Barclays: Most Likely Scenario Is Greece EMU Exit
On Sunday, Greek voters decided to reject the last deal creditors proposed. While Chancellor Angela Merkel and French President Francois Hollande are scheduled to meet in Paris on Monday to assess the situation, analysts at Barclays argue that the most likely scenario includes the country exiting the Economic and Monetary Union of the EU.
“Agreeing on a programme with the current Greek government will be extremely difficult for EA leaders, given the Greek rejection of the last deal offered and will be a difficult sell at home, especially at the Bundestag or in Spain ahead of the general elections,” a team of 11 Barclays researchers explained in a report issued late Sunday.

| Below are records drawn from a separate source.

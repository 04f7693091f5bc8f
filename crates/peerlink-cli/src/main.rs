//! PeerLink CLI - peer-to-peer file exchange on the local network
//!
//! Every peer can serve a shared folder and download from other peers.
//! Downloads are verified against a local catalog of SHA-256 hashes.
//!
//! ## Quick Start
//!
//! ```bash
//! # Serve ./shared_files on port 8000 and answer discovery
//! peerlink serve
//!
//! # Find peers (on another device)
//! peerlink scan
//!
//! # Download a file
//! peerlink get 192.168.1.20:8000 report.pdf
//! ```

#![allow(clippy::doc_markdown)]
#![allow(clippy::uninlined_format_args)]

use anyhow::Result;
use clap::Parser;

mod commands;
pub mod ui;

use commands::{Cli, Command};

#[tokio::main]
async fn main() -> Result<()> {
    let cli = Cli::parse();

    init_logging(cli.verbose);

    let config = commands::load_config(cli.config.as_deref())?;

    match cli.command {
        Command::Serve(args) => commands::serve::run(args, config).await,
        Command::Scan(args) => commands::scan::run(args, config).await,
        Command::Ping(args) => commands::exchange::ping(args, config).await,
        Command::Hello(args) => commands::exchange::hello(args, config).await,
        Command::Info(args) => commands::exchange::info(args, config).await,
        Command::List(args) => commands::exchange::list(args, config).await,
        Command::Get(args) => commands::get::run(args, config).await,
        Command::Catalog(args) => commands::catalog::run(args, config).await,
    }
}

fn init_logging(verbose: bool) {
    use tracing_subscriber::{fmt, prelude::*, EnvFilter};

    let default = if verbose {
        "info,peerlink=debug,peerlink_core=debug"
    } else {
        "warn,peerlink=info,peerlink_core=info"
    };

    let filter = EnvFilter::try_from_default_env().unwrap_or_else(|_| EnvFilter::new(default));

    tracing_subscriber::registry()
        .with(fmt::layer().with_target(false).without_time())
        .with(filter)
        .init();
}
//! Single-exchange commands: ping, hello, info and list.

use std::time::Instant;

use anyhow::{bail, Context, Result};

use peerlink_core::client::PeerClient;
use peerlink_core::config::Config;
use peerlink_core::PeerAddress;

use super::{HelloArgs, ListArgs, PeerArgs};
use crate::ui::rule;

async fn connect(peer: &PeerAddress, config: &Config) -> Result<PeerClient> {
    PeerClient::connect(peer, config.network.connect_timeout)
        .await
        .with_context(|| format!("Failed to connect to {peer}"))
}

/// Run the ping command.
pub async fn ping(args: PeerArgs, config: Config) -> Result<()> {
    let started = Instant::now();
    let mut client = connect(&args.peer, &config).await?;

    let alive = client.ping().await.context("Ping failed")?;
    let elapsed = started.elapsed();
    client.disconnect().await.ok();

    if !alive {
        bail!("{} answered but not with PONG", args.peer);
    }

    println!("PONG from {} in {:.1} ms", args.peer, elapsed.as_secs_f64() * 1000.0);
    Ok(())
}

/// Run the hello command.
pub async fn hello(args: HelloArgs, config: Config) -> Result<()> {
    let name = args.name.unwrap_or_else(|| config.client.peer_name.clone());
    let mut client = connect(&args.peer, &config).await?;

    let greeting = client.hello(&name).await.context("Greeting failed")?;
    client.disconnect().await.ok();

    println!("{greeting}");
    Ok(())
}

/// Run the info command.
pub async fn info(args: PeerArgs, config: Config) -> Result<()> {
    let mut client = connect(&args.peer, &config).await?;

    let info = client.server_info().await.context("Info request failed")?;
    client.disconnect().await.ok();

    println!();
    println!("Peer {}", args.peer);
    println!("{}", rule());
    println!("  Port:    {}", info.port);
    println!("  Status:  {}", info.status);
    println!("  Files:   {}", info.files);
    println!("{}", rule());
    Ok(())
}

/// Run the list command.
pub async fn list(args: ListArgs, config: Config) -> Result<()> {
    let mut client = connect(&args.peer, &config).await?;

    let files = client.list_files().await.context("List request failed")?;
    client.disconnect().await.ok();

    if args.json {
        let output = serde_json::json!({
            "peer": args.peer.to_string(),
            "files": files,
        });
        println!("{}", serde_json::to_string_pretty(&output)?);
        return Ok(());
    }

    println!();
    println!("Files shared by {}:", args.peer);
    println!("{}", rule());
    if files.is_empty() {
        println!("  (no files)");
    }
    for file in &files {
        println!("  {file}");
    }
    println!("{}", rule());
    Ok(())
}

Related Link: Citi: Fear A Grexit, But Prepare For 'Grimbo'
The firm expects the European Central Bank’s Governing Council to shut down the emergency liquidity assistance around July 20. This means Greece will likely run out of liquidity (and eventually, solvency); not be able to repay its debt, thus, defaulting it; and need to return to printing its own currency (issuing IOUs) in order to re-inject liquidity and recapitalize banks.
Can An Exit Be Avoided?
While Barclays analysts think the EMU exit is the most likely outcome, they can envision two other possible scenarios where Greece does not leave the Union. One of the options includes Greece and the EU agreeing on a program that adjusts to the terms imposed by the IMF. The other option is more disruptive: rapidly worsening financial and macroeconomic conditions and “social unrest could result in a political crisis, yielding a more moderate pro-deal government.”
The Greek-focused Global X Funds (NYSE: GREK) was down more than 8 percent on Monday.